Records excerpted from a collection:

*** Begin section ***

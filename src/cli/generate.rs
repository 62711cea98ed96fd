//! Generate CLI command

use crate::services::{manifest_service, DEFAULT_OUTPUT};
use crate::Result;
use clap::Args;
use colored::Colorize;
use std::path::PathBuf;

#[derive(Args, Debug)]
pub struct GenerateArgs {
    /// Maximum number of clusters (K)
    #[arg(short = 'K', value_name = "K", allow_negative_numbers = true)]
    pub max_k: i64,

    /// Number of trials (R)
    #[arg(short = 'R', value_name = "R", allow_negative_numbers = true)]
    pub trials: i64,

    /// Output filename
    #[arg(short, long, default_value = DEFAULT_OUTPUT)]
    pub output: PathBuf,
}

pub fn run(args: GenerateArgs) -> Result<()> {
    let summary = manifest_service::generate(args.max_k, args.trials, &args.output)?;

    println!(
        "{}",
        format!("File '{}' has been created.", summary.path.display()).green()
    );
    Ok(())
}
//! Manifest service - writes the run map for a K x R grid of ADMIXTURE runs

use crate::models::RunGrid;
use std::fs::File;
use std::io::{self, BufWriter, Write};
use std::path::{Path, PathBuf};

/// Output filename used when none is given
pub const DEFAULT_OUTPUT: &str = "admixture_runs.txt";

/// Result type for manifest operations
pub type ManifestResult<T> = Result<T, ManifestError>;

/// Errors that can occur while writing a manifest
#[derive(Debug, thiserror::Error)]
pub enum ManifestError {
    #[error("Failed to create '{}': {source}", .path.display())]
    Create {
        path: PathBuf,
        #[source]
        source: io::Error,
    },

    #[error("Failed to write '{}': {source}", .path.display())]
    Write {
        path: PathBuf,
        #[source]
        source: io::Error,
    },
}

/// What a successful [`generate`] call produced
#[derive(Debug, Clone, PartialEq, Eq)]
pub struct ManifestSummary {
    pub path: PathBuf,
    pub lines: u64,
}

/// Write one newline-terminated record per run in `grid`, in grid order.
///
/// Returns the number of lines written.
pub fn write_manifest<W: Write>(grid: &RunGrid, writer: &mut W) -> io::Result<u64> {
    let mut lines = 0;
    for run in grid {
        writeln!(writer, "{}", run.manifest_line())?;
        lines += 1;
    }
    Ok(lines)
}

/// Create (or truncate) `output` and fill it with the manifest for `max_k` x `trials`.
///
/// Bounds of zero or below produce an empty file. A failure part way through
/// leaves whatever was already written on disk.
pub fn generate(max_k: i64, trials: i64, output: &Path) -> ManifestResult<ManifestSummary> {
    let file = File::create(output).map_err(|source| ManifestError::Create {
        path: output.to_path_buf(),
        source,
    })?;

    let write_err = |source| ManifestError::Write {
        path: output.to_path_buf(),
        source,
    };

    let mut writer = BufWriter::new(file);
    let lines = write_manifest(&RunGrid::new(max_k, trials), &mut writer).map_err(write_err)?;
    // BufWriter swallows errors on drop
    writer.flush().map_err(write_err)?;

    Ok(ManifestSummary {
        path: output.to_path_buf(),
        lines,
    })
}
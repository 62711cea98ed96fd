pub mod run;

pub use run::{ManifestLine, RunGrid, RunIter, RunSpec};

*** End section ***

**Aim of the task**:
Exact reproduction is required: output the lines from the start of the entries above through the line with "pub struct GenerateArgs".

**Result for this exercise**:
filename src/cli/generate.rs
repository 62711cea98ed96fd
//! Generate CLI command

use crate::services::{manifest_service, DEFAULT_OUTPUT};
use crate::Result;
use clap::Args;
use colored::Colorize;
use std::path::PathBuf;

#[derive(Args, Debug)]
pub struct GenerateArgs {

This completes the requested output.